Working data
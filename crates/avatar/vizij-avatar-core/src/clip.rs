//! Clip data model.
//!
//! Clips arrive from the clip registry as JSON bytes:
//!
//! ```json
//! {
//!   "name": "wave",
//!   "duration": 1.2,
//!   "tracks": [
//!     { "joint": "rightUpperArm",
//!       "keys": [ { "time": 0.0, "rotation": [0, 0, 0, 1] } ] }
//!   ],
//!   "expressions": {
//!     "tracks": [ { "channel": "happy", "keys": [ { "time": 0.0, "value": 0.0 } ] } ]
//!   }
//! }
//! ```
//!
//! Times are in seconds from clip start; rotations are local `[x, y, z, w]`.

use serde::{Deserialize, Serialize};

use crate::error::AvatarError;

/// One rotation sample for a joint.
#[derive(Clone, Copy, Debug, Serialize, Deserialize, PartialEq)]
pub struct RotationKey {
    pub time: f32,
    pub rotation: [f32; 4],
}

/// Rotation keys targeting one humanoid joint.
#[derive(Clone, Debug, Serialize, Deserialize, PartialEq)]
pub struct JointTrack {
    pub joint: String,
    pub keys: Vec<RotationKey>,
}

/// One scalar sample for an expression channel.
#[derive(Clone, Copy, Debug, Serialize, Deserialize, PartialEq)]
pub struct ExpressionKey {
    pub time: f32,
    pub value: f32,
}

/// Keys targeting one named expression (blend shape) channel.
#[derive(Clone, Debug, Serialize, Deserialize, PartialEq)]
pub struct ExpressionTrack {
    pub channel: String,
    pub keys: Vec<ExpressionKey>,
}

/// Optional facial-expression channels carried by discrete clips.
#[derive(Clone, Debug, Default, Serialize, Deserialize, PartialEq)]
pub struct ExpressionMetadata {
    #[serde(default)]
    pub tracks: Vec<ExpressionTrack>,
}

#[derive(Clone, Debug, Serialize, Deserialize, PartialEq)]
pub struct ClipData {
    pub name: String,
    /// Duration in seconds.
    #[serde(rename = "duration")]
    pub duration_s: f32,
    #[serde(default)]
    pub tracks: Vec<JointTrack>,
    #[serde(default)]
    pub expressions: Option<ExpressionMetadata>,
}

impl ClipData {
    /// Decode registry bytes and validate.
    pub fn from_slice(bytes: &[u8]) -> Result<Self, AvatarError> {
        let clip: ClipData = serde_json::from_slice(bytes)?;
        clip.validate_basic()?;
        Ok(clip)
    }

    /// Validate basic invariants (positive duration, ordered in-range key times).
    pub fn validate_basic(&self) -> Result<(), AvatarError> {
        let invalid = |reason: String| AvatarError::InvalidClip {
            name: self.name.clone(),
            reason,
        };
        if !self.duration_s.is_finite() || self.duration_s <= 0.0 {
            return Err(invalid("duration must be > 0 s".into()));
        }
        for track in &self.tracks {
            check_times(track.keys.iter().map(|k| k.time), self.duration_s)
                .map_err(|r| invalid(format!("track '{}': {r}", track.joint)))?;
        }
        if let Some(meta) = &self.expressions {
            for track in &meta.tracks {
                check_times(track.keys.iter().map(|k| k.time), self.duration_s)
                    .map_err(|r| invalid(format!("expression '{}': {r}", track.channel)))?;
            }
        }
        Ok(())
    }

    /// A clip can drive a skeleton only if it validates and has joint tracks.
    pub fn is_playable(&self) -> bool {
        !self.tracks.is_empty() && self.validate_basic().is_ok()
    }

    pub fn has_expressions(&self) -> bool {
        self.expressions
            .as_ref()
            .is_some_and(|m| !m.tracks.is_empty())
    }
}

fn check_times(times: impl Iterator<Item = f32>, duration: f32) -> Result<(), String> {
    let mut last = f32::NEG_INFINITY;
    for t in times {
        if !t.is_finite() || t < 0.0 || t > duration {
            return Err(format!("key time {t} outside [0, {duration}]"));
        }
        if t < last {
            return Err("key times must be non-decreasing".into());
        }
        last = t;
    }
    Ok(())
}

Try it
Across the listing above, how many lines include the word "sample"? Answer with only the number.

Exercise solution
2